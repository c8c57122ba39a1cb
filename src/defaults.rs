//! Default configuration constants for dubline.
//!
//! Shared by the WAV encoder, the speech synthesis stage, the config loader
//! and the CLI so the defaults live in one place.

/// Sample rate of the raw PCM returned by the speech synthesis service.
pub const SAMPLE_RATE: u32 = 24000;

/// Channel count of synthesized speech (mono).
pub const CHANNELS: u16 = 1;

/// Bytes per sample of synthesized speech (16-bit little-endian PCM).
pub const SAMPLE_WIDTH_BYTES: u16 = 2;

/// Size of the canonical RIFF/WAVE header written by the encoder.
pub const WAV_HEADER_LEN: usize = 44;

/// MIME type of the encoded output audio.
pub const WAV_MIME: &str = "audio/wav";

/// Voice used when a language/gender choice does not resolve.
pub const DEFAULT_VOICE: &str = "Algenib";

/// Target language preselected for new runs.
pub const DEFAULT_TARGET_LANGUAGE: &str = "es";

/// Largest upload the CLI accepts before running the pipeline.
pub const MAX_UPLOAD_MB: u64 = 50;

/// Request timeout for hosted services, in seconds.
pub const REQUEST_TIMEOUT_SECS: u64 = 120;

/// Hosted generative API used for all three stages.
pub const API_BASE_URL: &str = "https://generativelanguage.googleapis.com/v1beta";

pub const TRANSCRIPTION_MODEL: &str = "gemini-2.5-flash";
pub const TRANSLATION_MODEL: &str = "gemini-2.5-flash";
pub const SPEECH_MODEL: &str = "gemini-2.5-flash-preview-tts";

/// Document database REST endpoint for translation history.
pub const FIRESTORE_BASE_URL: &str = "https://firestore.googleapis.com/v1";

/// Width used when wrapping the formatted transcript.
pub const TRANSCRIPT_WIDTH: usize = 80;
------------------------
HOW TO COMPLETE THIS TASK
Only one part of the material above is to be transcribed, namely the lines starting with the line that has "does not resolve." and going on through the line that has "services, in seconds.", exactly as they stand.

OUTPUT OF THE TASK
/// Voice used when a language/gender choice does not resolve.
pub const DEFAULT_VOICE: &str = "Algenib";

/// Target language preselected for new runs.
pub const DEFAULT_TARGET_LANGUAGE: &str = "es";

/// Largest upload the CLI accepts before running the pipeline.
pub const MAX_UPLOAD_MB: u64 = 50;

/// Request timeout for hosted services, in seconds.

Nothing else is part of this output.